The 10-minute film, written and directed by Somnath Pal and produced by Tamhane, released on YouTube last week under the banner of Royal Stag Barrel Select Large Short Films. In it, we accompany Babu, the protagonist, through the rituals, and their logistics, after his father’s death. It is a poetic document of grief at a point in life when there is no time to grieve. We see Babu getting tonsured, selecting the photograph to be framed for the prayer meet, taking a call on whether the mourning should be a three-day affair. It is a sensitive, serious subject, and by choosing to tell such a story through animation, Tamhane and Pal seem to be saying something about the medium itself.
“I don’t think its potential has been tapped. Generally animation is meant as content for kids, especially in India; we don’t consider it for adult narrative fiction,” says Tamhane.
Tamhane has known Pal, an animation artist, for eight years; he designed the poster for his short film Six Strands and was one of the production designers of Court. Death Of A Father is Pal’s first film, and a deeply personal one. In one scene, Babu’s father, gaunt and bed-ridden, appears in his dreams—as though, burdened otherwise with duties and his inability to voice his grief, it is the only time he gets to process the magnitude of it all. These images have a stark clinical quality. In an email interview, Pal says he drew from memories of his father’s last days, his later visits to the hospital for research, and referenced two photographs by Malaysian photographer Ahmad Yusin of his brother fighting cancer in hospital.
Pal’s animation style is painstaking: He says he draws each frame by hand and “incorporates subtle changes in them to create the illusion of movement”—or traditional animation. And one of the film’s delights is the depiction of the little details of Lucknow, where it is set: the father’s old trunk and its contents, which include a book on Indian miniatures, or insects buzzing under a street light on a wintry night.

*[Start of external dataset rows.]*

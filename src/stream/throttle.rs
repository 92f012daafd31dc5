//! Stream throttling utilities

use futures::{Stream, ready};
use pin_project_lite::pin_project;
use std::pin::Pin;
use std::task::{Context, Poll};
use std::time::Duration;
use tokio::time::{Interval, MissedTickBehavior, interval};

/// Extension trait to add throttling to any Stream
pub trait ThrottleExt: Stream {
    /// Throttle the stream to emit at most once per interval
    ///
    /// Uses "latest-wins" semantics - if multiple items arrive
    /// during an interval, only the latest is emitted.
    fn throttle(self, duration: Duration) -> Throttle<Self>
    where
        Self: Sized,
    {
        Throttle::new(self, duration)
    }
}

impl<T: Stream> ThrottleExt for T {}

pin_project! {
    /// A stream combinator that throttles emission rate
    ///
    /// The first item passes straight through. After the inner stream ends,
    /// a held item is flushed without waiting for the next tick.
    pub struct Throttle<S: Stream> {
        #[pin]
        stream: S,
        interval: Interval,
        pending: Option<S::Item>,
        exhausted: bool,
    }
}

impl<S: Stream> Throttle<S> {
    /// Create a new throttled stream; a zero duration is raised to 1 ms.
    pub fn new(stream: S, duration: Duration) -> Self {
        let mut interval = interval(duration.max(Duration::from_millis(1)));
        // don't burst after an idle period
        interval.set_missed_tick_behavior(MissedTickBehavior::Delay);

        Self { stream, interval, pending: None, exhausted: false }
    }
}

impl<S: Stream> Stream for Throttle<S> {
    type Item = S::Item;

    fn poll_next(self: Pin<&mut Self>, cx: &mut Context<'_>) -> Poll<Option<Self::Item>> {
        let mut this = self.project();

        // Drain everything available, keeping only the latest
        while !*this.exhausted {
            match this.stream.as_mut().poll_next(cx) {
                Poll::Ready(Some(item)) => *this.pending = Some(item),
                Poll::Ready(None) => *this.exhausted = true,
                Poll::Pending => break,
            }
        }

        if this.pending.is_none() {
            return if *this.exhausted { Poll::Ready(None) } else { Poll::Pending };
        }
        if !*this.exhausted {
            ready!(this.interval.poll_tick(cx));
        }
        Poll::Ready(this.pending.take())
    }
}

While illustrating the city, Pal says he “was keen on exploring spaces beyond the obvious Mughal architecture, but wanted to stay true to the heart of the region. The painted backgrounds helped me create intrigue and wonder, accentuating the local quirks.”
Babu is a lot like Pal, although he says the film isn’t autobiographical—they are both Bengalis from Lucknow, they share the same voice (Pal has given Babu’s voice) and surname. A lot, except perhaps Babu’s most striking feature: his big, lumbering physicality. He is a curious creature of animation—his disproportionately thin feet are exaggerated to the point of appearing “unreal”. But he is also the purest manifestation of the creator’s vision of his character.